Hello! What’s up, buttercups?!
It’s Friday. Or, should I say FriYAY. I prefer the latter.
I hope you’ve all had a great week and that it isn’t the arctic where you live. New Hampshire has seen some sunshine and 50+ degree days this week which I’m uber digging after an October which felt like November and a few weeks of clouds and rain. Pretty sure my seasonal funk that tends to rears its ugly head mid to late January was fast approaching, but this week has surely helped me put the spice back in life.
Earlier this week, I wrote about taking some lull time. I’m happy to report that while I’ve definitely rode my bikes more than would be typically considered “lull”, my brain space has stayed rather mellow and generally in a good place.
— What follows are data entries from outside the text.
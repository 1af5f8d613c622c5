//! Collaborators the world talks to but does not own.
//!
//! Randomness, sound and HUD output are injected here so the simulation stays
//! deterministic and free of global state.
mod rng;
mod services;

pub use rng::{PcgRng, RngSource, ScriptedRng};
pub use services::{
    FULL_VOLUME, HALF_VOLUME, HudEvent, HudSink, PlayerStatus, Recorder, Services, Silent,
    SoundCue, SoundPlayer,
};
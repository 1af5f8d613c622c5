//! Sound and HUD sinks backed by tracing and an in-memory message log.
use std::collections::VecDeque;

use raycast_core::{HudEvent, HudSink, PickupKind, PlayerStatus, SoundCue, SoundPlayer};

/// Sound player that only logs cues. Used when no audio device is wired in.
#[derive(Clone, Debug, Default)]
pub struct LoggedSound {
    played: u64,
}

impl LoggedSound {
    pub fn played(&self) -> u64 {
        self.played
    }
}

impl SoundPlayer for LoggedSound {
    fn play(&mut self, cue: SoundCue, volume: f32) {
        self.played += 1;
        tracing::trace!(?cue, volume, "sound cue");
    }
}

/// A HUD line with the seconds it has left on screen.
#[derive(Clone, Debug, PartialEq)]
pub struct HudMessage {
    pub text: String,
    pub remaining: f32,
}

/// Keeps the latest player status and a short queue of fading messages.
#[derive(Clone, Debug)]
pub struct HudLog {
    status: Option<PlayerStatus>,
    messages: VecDeque<HudMessage>,
    capacity: usize,
    ttl: f32,
}

impl HudLog {
    pub fn new(capacity: usize, ttl: f32) -> Self {
        Self {
            status: None,
            messages: VecDeque::with_capacity(capacity),
            capacity: capacity.max(1),
            ttl,
        }
    }

    pub fn player_status(&self) -> Option<&PlayerStatus> {
        self.status.as_ref()
    }

    /// Messages oldest first.
    pub fn messages(&self) -> impl Iterator<Item = &HudMessage> {
        self.messages.iter()
    }

    /// Ages messages by `dt` and drops the expired ones.
    pub fn tick(&mut self, dt: f32) {
        for message in &mut self.messages {
            message.remaining -= dt;
        }
        self.messages.retain(|message| message.remaining > 0.0);
    }

    fn push(&mut self, text: String) {
        if self.messages.len() == self.capacity {
            self.messages.pop_front();
        }
        self.messages.push_back(HudMessage {
            text,
            remaining: self.ttl,
        });
    }
}

impl Default for HudLog {
    fn default() -> Self {
        Self::new(4, 2.5)
    }
}

impl HudSink for HudLog {
    fn notify(&mut self, event: HudEvent) {
        match event {
            HudEvent::PlayerDied | HudEvent::LevelRestarted => tracing::info!(?event, "hud"),
            _ => tracing::debug!(?event, "hud"),
        }
        // Shots are visible on screen already.
        if matches!(event, HudEvent::WeaponFired(_)) {
            return;
        }
        self.push(describe_event(event));
    }

    fn status(&mut self, status: &PlayerStatus) {
        if self.status.as_ref() != Some(status) {
            self.status = Some(status.clone());
        }
    }
}

/// Player-facing text for a HUD event.
pub fn describe_event(event: HudEvent) -> String {
    match event {
        HudEvent::DoorLocked(color) => format!("You need the {color} key"),
        HudEvent::Collected(pickup) => match pickup {
            PickupKind::Key(color) => format!("Picked up the {color} key"),
            PickupKind::Weapon(kind) => format!("Picked up a {kind}"),
            PickupKind::Health(amount) => format!("Health +{amount}"),
            PickupKind::Ammo { weapon, amount } => format!("{weapon} ammo +{amount}"),
        },
        HudEvent::WeaponFired(kind) => format!("{kind} fired"),
        HudEvent::EnemyKilled => "Enemy down".to_owned(),
        HudEvent::PlayerHurt(damage) => format!("Hit for {damage}"),
        HudEvent::PlayerDied => "You died. Press R to restart".to_owned(),
        HudEvent::LevelRestarted => "Level restarted".to_owned(),
    }
}
//! Data-driven level content and loaders.
//!
//! This crate turns files on disk into the inputs of a `raycast-core` session:
//! - Map layouts (plain text tile codes and sprite letters)
//! - Enemy spawn lists (plain text coordinate pairs)
//! - Level manifests (TOML)
//! - Game configuration (TOML)
//! - Weapon tables (RON)
//!
//! The text grammar in [`tokens`] has no I/O and is always available; file
//! loaders sit behind the `loaders` feature.

pub mod tokens;

#[cfg(feature = "loaders")]
pub mod loaders;

pub use tokens::{DecorationTable, MapLayout, parse_map, parse_spawns};

#[cfg(feature = "loaders")]
pub use loaders::{
    ConfigLoader, Content, ContentFactory, LevelLoader, LevelManifest, LoadResult, MapLoader,
    SpawnLoader, WeaponLoader,
};
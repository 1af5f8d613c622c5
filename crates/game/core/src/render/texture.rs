//! Pixel data and the lookup the renderer uses to find it.
//!
//! Textures are owned by whoever implements [`TextureOracle`]. The core only
//! borrows them for the duration of a render call and never keeps handles.
use crate::pickup::PickupKind;

/// 8-bit RGBA color. Alpha 0 is fully transparent in sprites.
#[derive(Clone, Copy, Debug, Default, PartialEq, Eq, Hash)]
#[cfg_attr(feature = "serde", derive(serde::Serialize, serde::Deserialize))]
pub struct Rgba {
    pub r: u8,
    pub g: u8,
    pub b: u8,
    pub a: u8,
}

impl Rgba {
    pub const BLACK: Self = Self::rgb(0, 0, 0);
    pub const TRANSPARENT: Self = Self::new(0, 0, 0, 0);

    pub const fn new(r: u8, g: u8, b: u8, a: u8) -> Self {
        Self { r, g, b, a }
    }

    pub const fn rgb(r: u8, g: u8, b: u8) -> Self {
        Self::new(r, g, b, 255)
    }

    pub const fn is_transparent(self) -> bool {
        self.a == 0
    }

    /// Multiplies the color channels by `factor` (clamped to `[0, 1]`).
    pub fn shade(self, factor: f32) -> Self {
        let f = factor.clamp(0.0, 1.0);
        let scale = |c: u8| (c as f32 * f).round() as u8;
        Self::new(scale(self.r), scale(self.g), scale(self.b), self.a)
    }
}

/// Row-major pixel grid.
#[derive(Clone, Debug, PartialEq, Eq)]
pub struct Texture {
    width: u32,
    height: u32,
    pixels: Vec<Rgba>,
}

impl Texture {
    /// Wraps `pixels`, or returns `None` if the size does not match.
    pub fn new(width: u32, height: u32, pixels: Vec<Rgba>) -> Option<Self> {
        if width == 0 || height == 0 || pixels.len() != (width * height) as usize {
            return None;
        }
        Some(Self {
            width,
            height,
            pixels,
        })
    }

    /// A single-color texture.
    pub fn solid(width: u32, height: u32, color: Rgba) -> Self {
        let width = width.max(1);
        let height = height.max(1);
        Self {
            width,
            height,
            pixels: vec![color; (width * height) as usize],
        }
    }

    /// Builds a texture by evaluating `f(x, y)` for every texel.
    pub fn from_fn(width: u32, height: u32, mut f: impl FnMut(u32, u32) -> Rgba) -> Self {
        let width = width.max(1);
        let height = height.max(1);
        let mut pixels = Vec::with_capacity((width * height) as usize);
        for y in 0..height {
            for x in 0..width {
                pixels.push(f(x, y));
            }
        }
        Self {
            width,
            height,
            pixels,
        }
    }

    pub fn width(&self) -> u32 {
        self.width
    }

    pub fn height(&self) -> u32 {
        self.height
    }

    /// Width over height.
    pub fn aspect(&self) -> f32 {
        self.width as f32 / self.height as f32
    }

    /// Texel at integer coordinates, clamped to the edges.
    pub fn texel(&self, x: u32, y: u32) -> Rgba {
        let x = x.min(self.width - 1);
        let y = y.min(self.height - 1);
        self.pixels[(y * self.width + x) as usize]
    }

    /// Texel at normalized coordinates, clamped to `[0, 1)`.
    pub fn sample(&self, u: f32, v: f32) -> Rgba {
        let x = (u.clamp(0.0, 1.0) * self.width as f32) as u32;
        let y = (v.clamp(0.0, 1.0) * self.height as f32) as u32;
        self.texel(x, y)
    }

    /// Texel at world-space coordinates, tiled by integer wraparound.
    pub fn sample_tiled(&self, u: f32, v: f32) -> Rgba {
        let x = ((u * self.width as f32).floor() as i64).rem_euclid(self.width as i64) as u32;
        let y = ((v * self.height as f32).floor() as i64).rem_euclid(self.height as i64) as u32;
        self.texel(x, y)
    }
}

/// Identifies the image a sprite shows.
#[derive(Clone, Copy, Debug, PartialEq, Eq, Hash)]
pub enum SpriteTexture {
    Pickup(PickupKind),
    /// A map decoration, by its map letter.
    Decoration(char),
    /// Enemy sheet frame seen from one of eight octants.
    Enemy { frame: u8, octant: u8 },
}

/// Resolves texture keys to pixels.
///
/// Every lookup may fail. Missing walls render as flat shaded gray, missing
/// floor/ceiling as the configured flat colors, and missing sprites are not
/// drawn at all.
pub trait TextureOracle {
    /// Wall or door-leaf texture for a tile code.
    fn wall(&self, code: u16) -> Option<&Texture>;

    /// Texture for walls seen through a doorway (the door jamb).
    fn door_frame(&self) -> Option<&Texture> {
        None
    }

    fn floor(&self) -> Option<&Texture> {
        None
    }

    fn ceiling(&self) -> Option<&Texture> {
        None
    }

    fn sprite(&self, key: SpriteTexture) -> Option<&Texture>;
}

/// An oracle with no textures; everything uses flat fallbacks.
#[derive(Clone, Copy, Debug, Default)]
pub struct NoTextures;

impl TextureOracle for NoTextures {
    fn wall(&self, _code: u16) -> Option<&Texture> {
        None
    }

    fn sprite(&self, _key: SpriteTexture) -> Option<&Texture> {
        None
    }
}
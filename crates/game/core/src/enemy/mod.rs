//! Enemies: body, health, perception flags and animation.
//!
//! Decision making and per-frame movement live in [`ai`]; the world feeds
//! each enemy its collision probe, line of sight and damage.
mod ai;

pub use ai::ProcessEvents;

use core::f32::consts::{FRAC_PI_4, FRAC_PI_8};

use crate::collision::Probe;
use crate::config::EnemyConfig;
use crate::geometry::{GridCoord, Vec2, normalize_angle};
use crate::render::SpriteTexture;
use crate::sprite::SpriteId;

/// Index of an enemy in the world's enemy list.
#[derive(Clone, Copy, Debug, PartialEq, Eq, PartialOrd, Ord, Hash)]
pub struct EnemyId(pub u32);

#[derive(Clone, Copy, Debug, PartialEq, Eq, Hash, strum::Display, strum::IntoStaticStr)]
#[strum(serialize_all = "snake_case")]
pub enum EnemyState {
    Idle,
    Walk,
    Shoot,
    Pain,
    Dead,
}

impl EnemyState {
    /// Sprite-sheet frames of this state's animation.
    pub const fn frames(self) -> &'static [u8] {
        match self {
            Self::Idle => &[0],
            Self::Walk => &[1, 2, 3, 4],
            Self::Shoot => &[5, 6, 7],
            Self::Pain => &[8, 9],
            Self::Dead => &[10, 11, 12, 13],
        }
    }
}

#[derive(Clone, Debug, PartialEq)]
pub struct Enemy {
    pub id: EnemyId,
    pub sprite: SpriteId,
    pub position: Vec2,
    /// Facing in radians.
    pub angle: f32,
    pub health: u32,
    spawn: Vec2,
    spawn_angle: f32,
    state: EnemyState,
    /// A locked state runs to completion before the next decision.
    locked: bool,
    walking: bool,
    destination: Vec2,
    can_see_player: bool,
    alerted: bool,
    just_damaged: bool,
    think_timer: f32,
    frame_index: usize,
    frame_time: f32,
    /// Death animation has played out.
    finished: bool,
    octant: u8,
    door_request: Option<GridCoord>,
    pending_damage: u32,
}

impl Enemy {
    pub fn new(id: EnemyId, sprite: SpriteId, position: Vec2, angle: f32, config: &EnemyConfig) -> Self {
        Self {
            id,
            sprite,
            position,
            angle: normalize_angle(angle),
            health: config.max_health,
            spawn: position,
            spawn_angle: normalize_angle(angle),
            state: EnemyState::Idle,
            locked: false,
            walking: false,
            destination: position,
            can_see_player: false,
            alerted: false,
            just_damaged: false,
            think_timer: 0.0,
            frame_index: 0,
            frame_time: 0.0,
            finished: false,
            octant: 0,
            door_request: None,
            pending_damage: 0,
        }
    }

    pub fn state(&self) -> EnemyState {
        self.state
    }

    pub fn is_locked(&self) -> bool {
        self.locked
    }

    pub fn is_walking(&self) -> bool {
        self.walking
    }

    pub fn destination(&self) -> Vec2 {
        self.destination
    }

    /// No health left. Dead enemies neither block nor can be targeted.
    pub fn is_dead(&self) -> bool {
        self.health == 0
    }

    /// The death animation has finished; the enemy is now scenery.
    pub fn is_finished(&self) -> bool {
        self.finished
    }

    pub fn can_see_player(&self) -> bool {
        self.can_see_player
    }

    pub fn is_alerted(&self) -> bool {
        self.alerted
    }

    pub fn cell(&self) -> GridCoord {
        self.position.cell()
    }

    /// Sprite-sheet frame currently shown.
    pub fn current_frame(&self) -> u8 {
        let frames = self.state.frames();
        frames[self.frame_index.min(frames.len() - 1)]
    }

    /// Which of eight views of this enemy the player sees, 0 = facing the player.
    pub fn octant(&self) -> u8 {
        self.octant
    }

    pub fn texture(&self) -> SpriteTexture {
        SpriteTexture::Enemy {
            frame: self.current_frame(),
            octant: self.octant,
        }
    }

    pub fn set_can_see_player(&mut self, visible: bool) {
        self.can_see_player = visible;
    }

    /// Gunfire nearby: the enemy will hunt the player even without sight.
    pub fn alert(&mut self) {
        if !self.alerted && !self.is_dead() {
            tracing::debug!(enemy = self.id.0, "alerted");
            self.alerted = true;
        }
    }

    /// Applies damage. Returns true if this hit killed the enemy.
    pub fn take_damage(&mut self, amount: u32) -> bool {
        if self.is_dead() {
            return false;
        }
        self.health = crate::combat::apply_damage(self.health, amount);
        self.just_damaged = true;
        self.is_dead()
    }

    /// Reports the per-frame collision probe for the proposed step. Anything
    /// but clear cancels the walk; a closed door is also queued for opening.
    pub fn block_walk(&mut self, probe: Probe) {
        match probe {
            Probe::Clear => {}
            Probe::Wall => self.cancel_walk(),
            Probe::Door(cell) => {
                self.cancel_walk();
                self.door_request = Some(cell);
            }
        }
    }

    fn cancel_walk(&mut self) {
        self.walking = false;
        self.locked = false;
    }

    /// Door the enemy wants opened, cleared on read.
    pub fn take_door_request(&mut self) -> Option<GridCoord> {
        self.door_request.take()
    }

    /// Damage from a finished shot, cleared on read.
    pub fn take_pending_damage(&mut self) -> u32 {
        core::mem::take(&mut self.pending_damage)
    }

    /// Back to the spawn point with full health and a clear mind.
    pub fn reset(&mut self, config: &EnemyConfig) {
        *self = Self::new(self.id, self.sprite, self.spawn, self.spawn_angle, config);
    }

    fn set_state(&mut self, state: EnemyState, lock: bool) {
        self.locked = lock;
        if self.state == state {
            return;
        }
        tracing::debug!(enemy = self.id.0, from = %self.state, to = %state, "state change");
        self.state = state;
        self.frame_index = 0;
        self.frame_time = 0.0;
    }

    fn update_octant(&mut self, player: Vec2) {
        let toward = (player - self.position).angle();
        let relative = normalize_angle(toward - self.angle);
        let sector = ((relative + FRAC_PI_8) / FRAC_PI_4).floor() as i32;
        self.octant = sector.rem_euclid(8) as u8;
    }
}

#[cfg(test)]
mod tests {
    use super::*;

    fn enemy() -> Enemy {
        Enemy::new(
            EnemyId(0),
            SpriteId(0),
            Vec2::new(2.5, 2.5),
            0.0,
            &EnemyConfig::default(),
        )
    }

    #[test]
    fn octant_zero_when_facing_player() {
        let mut e = enemy();
        e.update_octant(Vec2::new(5.5, 2.5));
        assert_eq!(e.octant(), 0);
        e.update_octant(Vec2::new(2.5, 5.5));
        assert_eq!(e.octant(), 2);
        e.update_octant(Vec2::new(-1.0, 2.5));
        assert_eq!(e.octant(), 4);
        e.update_octant(Vec2::new(2.5, -1.0));
        assert_eq!(e.octant(), 6);
    }

    #[test]
    fn damage_is_monotonic_and_kills_once() {
        let mut e = enemy();
        assert!(!e.take_damage(40));
        assert_eq!(e.health, 60);
        assert!(e.take_damage(90));
        assert_eq!(e.health, 0);
        assert!(!e.take_damage(10));
    }

    #[test]
    fn door_block_queues_request() {
        let mut e = enemy();
        e.block_walk(Probe::Door(GridCoord::new(3, 2)));
        assert!(!e.is_walking());
        assert_eq!(e.take_door_request(), Some(GridCoord::new(3, 2)));
        assert_eq!(e.take_door_request(), None);
    }

    #[test]
    fn reset_restores_spawn_with_the_loaded_health() {
        let config = EnemyConfig {
            max_health: 150,
            ..EnemyConfig::default()
        };
        let mut e = Enemy::new(EnemyId(0), SpriteId(0), Vec2::new(2.5, 2.5), 0.0, &config);
        e.position = Vec2::new(4.0, 4.0);
        e.take_damage(100);
        e.alert();
        e.reset(&config);
        assert_eq!(e.position, Vec2::new(2.5, 2.5));
        assert_eq!(e.health, 150);
        assert_eq!(e.state(), EnemyState::Idle);
        assert!(!e.is_alerted());
    }
}
//! Common error infrastructure for raycast-core.
//!
//! Queries against the world (ray marches, collision probes, door lookups)
//! never fail: out-of-bounds and missing entries resolve to a conservative
//! "blocked" answer and are logged. The error types here are only returned
//! while building a world from content, where bad data can still be rejected.
//!
//! Domain-specific errors (e.g., `GridError`, `LevelError`) are defined in
//! their respective modules alongside the data they validate.

/// Severity level of an error, used for categorization and logging priority.
///
/// - **Recoverable**: the offending entity or row can be skipped
/// - **Validation**: invalid content that should be fixed at the source
/// - **Internal**: inconsistent engine state (a bug)
/// - **Fatal**: the world cannot be built at all
#[derive(Clone, Copy, Debug, PartialEq, Eq, Hash)]
#[cfg_attr(feature = "serde", derive(serde::Serialize, serde::Deserialize))]
pub enum ErrorSeverity {
    /// The offending piece of content can be skipped or substituted.
    ///
    /// Examples: unknown map token, spawn outside the grid
    Recoverable,

    /// Invalid content, rejected without retry.
    ///
    /// Examples: ragged map rows, empty grid
    Validation,

    /// Internal error - unexpected state inconsistency.
    ///
    /// Examples: door-coded tile without a door entry
    Internal,

    /// Fatal error - nothing playable can be constructed.
    Fatal,
}

impl ErrorSeverity {
    /// Returns a human-readable description of this severity level.
    pub const fn as_str(&self) -> &'static str {
        match self {
            Self::Recoverable => "recoverable",
            Self::Validation => "validation",
            Self::Internal => "internal",
            Self::Fatal => "fatal",
        }
    }

    /// Returns true if this error is potentially recoverable.
    pub const fn is_recoverable(&self) -> bool {
        matches!(self, Self::Recoverable)
    }

    /// Returns true if this error indicates an internal bug.
    pub const fn is_internal(&self) -> bool {
        matches!(self, Self::Internal | Self::Fatal)
    }
}

/// Common trait for all raycast-core errors.
///
/// # Implementation Guidelines
///
/// - All error enums should implement this trait
/// - Use `#[derive(thiserror::Error)]` for Display/Error impl
/// - Classify severity based on recoverability, not impact
pub trait GameError: core::fmt::Display + core::fmt::Debug {
    /// Returns the severity level of this error.
    fn severity(&self) -> ErrorSeverity;

    /// Returns a static string identifier for this error variant.
    ///
    /// Default implementation uses the error type name.
    fn error_code(&self) -> &'static str {
        core::any::type_name::<Self>()
    }
}

#[cfg(test)]
mod tests {
    use super::*;

    #[test]
    fn internal_covers_fatal() {
        assert!(ErrorSeverity::Fatal.is_internal());
        assert!(ErrorSeverity::Internal.is_internal());
        assert!(!ErrorSeverity::Validation.is_internal());
        assert!(ErrorSeverity::Recoverable.is_recoverable());
        assert_eq!(ErrorSeverity::Validation.as_str(), "validation");
    }
}
use arrayvec::ArrayVec;

use crate::geometry::Vec2;
use crate::grid::{DoorMap, DoorRule, Grid, TileKind};

use super::{CellProbe, Traversal};

/// Number of sample points used for enemy sight rays.
pub const SIGHT_SAMPLES: usize = 5;

/// Door-aware opacity of the static grid.
#[derive(Clone, Copy, Debug)]
pub struct Occluders<'a> {
    pub grid: &'a Grid,
    pub doors: &'a DoorMap,
    pub rule: DoorRule,
}

impl<'a> Occluders<'a> {
    pub fn new(grid: &'a Grid, doors: &'a DoorMap, rule: DoorRule) -> Self {
        Self { grid, doors, rule }
    }

    /// Same grid and doors judged by another rule.
    pub fn with_rule(self, rule: DoorRule) -> Self {
        Self { rule, ..self }
    }

    /// The hit a ray travelling along unit `direction` makes in the cell it
    /// just entered, `None` when it passes on. Door leaves stand on the cell's
    /// midline, so the returned hit for a door is the recessed crossing.
    pub fn hit(&self, entry: &CellProbe, direction: Vec2) -> Option<CellProbe> {
        match self.grid.kind(entry.cell) {
            None | Some(TileKind::Wall(_)) => Some(*entry),
            Some(TileKind::Open) => None,
            Some(TileKind::Door) => {
                let Some(door) = self.doors.get(entry.cell) else {
                    tracing::error!(cell = %entry.cell, "door tile without door state");
                    return Some(*entry);
                };
                let face = entry.recessed(direction)?;
                self.rule.blocks(door, face.local).then_some(face)
            }
        }
    }

    /// First hit along the ray, `None` if it leaves the grid.
    pub fn cast(&self, origin: Vec2, direction: Vec2) -> Option<CellProbe> {
        let mut traversal = Traversal::new(self.grid, origin, direction);
        let direction = traversal.direction();
        traversal.find_map(|entry| self.hit(&entry, direction))
    }

    /// True when nothing blocks the segment from `from` to the cell holding `to`.
    pub fn line_of_sight(&self, from: Vec2, to: Vec2) -> bool {
        let target = to.cell();
        if from.cell() == target {
            return true;
        }
        let Some(direction) = (to - from).normalized() else {
            return true;
        };
        let length = from.distance(to);
        for probe in Traversal::new(self.grid, from, direction) {
            if probe.distance > length || probe.cell == target {
                return true;
            }
            if self.hit(&probe, direction).is_some() {
                return false;
            }
        }
        false
    }

    /// Line of sight from any of [`SIGHT_SAMPLES`] points around `from`.
    ///
    /// The samples are the center plus four points `offset` away along the
    /// axes, which lets a watcher standing near a corner peek past it.
    pub fn line_of_sight_sampled(&self, from: Vec2, to: Vec2, offset: f32) -> bool {
        sample_points(from, offset)
            .into_iter()
            .any(|sample| self.line_of_sight(sample, to))
    }
}

fn sample_points(center: Vec2, offset: f32) -> ArrayVec<Vec2, SIGHT_SAMPLES> {
    let mut points = ArrayVec::new();
    points.push(center);
    points.push(center + Vec2::new(offset, 0.0));
    points.push(center + Vec2::new(-offset, 0.0));
    points.push(center + Vec2::new(0.0, offset));
    points.push(center + Vec2::new(0.0, -offset));
    points
}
I couldn’t help myself with all the nice weather Wednesday and yesterday – saddle time was very welcomed. I figured they would be some of the final rides for the next 6 months not requiring either hand and/or toe warmers. Wednesday I was even able to wear shorts and let me tell you I was beyond ecstatic. Bizarre side note: for all my fellow lady friends out there who have given up on the whole leg shaving bandwagon…. biking feels really weird when your leg hair is flopping around in the wind. Like it tickles. I now understand why some male cyclists shave their legs and will most def hop back on that bandwagon in the Spring.
I was also happy to utilize my phone mount (seen on handlebar above) to play music whilst riding! If you’re interested in my “saddle time” playlist and seeing what type of jams I’m into I’ll link it here:
With all the recent free time, aka “lull time”, I’ve been thinking a lot about the activities which bring me joy. Biking is surely one of them along with hiking, trail running, snowboarding, climbing, snowshoeing. I’m purely focusing on physical activities here as this list doesn’t encompass other things in life which make me smile. The common denominator if you will with these activities is that when I’m partaking in them my mind doesn’t get stuck in the past or future. Sure, I may think about something that happened that week or day, or what I need to accomplish later – but the thoughts come and go, they don’t stick, they don’t fester, they don’t even stress me out in that moment. These activities all serve a common role in my life: self-care. I’m not going to delve into this “can of worms” in this post, but rather save it for a future post topic!
But, short story, biking is one of the best ways to get me out of my head, smiling, and feeling like the weight of the world isn’t as heavy. It helps me process. It’s something which I genuinely love and also equally enjoy the positive feels I experience during/afterwards. It’s such a lift up. And, what’s really neat which I’ll talk about more in aforementioned future post is that while biking/hiking/running/ect. all help with self-care, the way in which this occurs is different for each. It’s almost as if I have a tool-box of activities to pick from depending on what my needs are, what I feel like doing, and what my body needs.
My ride Wednesday, besides being in shorts, was on my road bike… aka the “roadie”, or Tessa. Yes, my bikes have names. I set out with the intention to ride until the sun began setting, so about 2 hours. I usually just wing it and go based on how my body feels. I’ve gotten into a rhythm of setting an idea of ride time versus ride distance so that my pace and therefore exertion can reflect what I need that day. This has taken some time and I still have days where I’m like “ugh, Sarah, you only rode 10 miles in the hour and you usually do 14+, what gives”. Progress is a process.
Today I took out my gravel bike, the second child. I’m still in the naming process on this one and am between Tatum, Claire, Carmen, and Charlotte. It’s a Trek Checkpoint, so I naturally want the name to begin with a T or a C. I rode along a local rail trail for most of the ride and got in my dose of forest therapy and leaf peepin’.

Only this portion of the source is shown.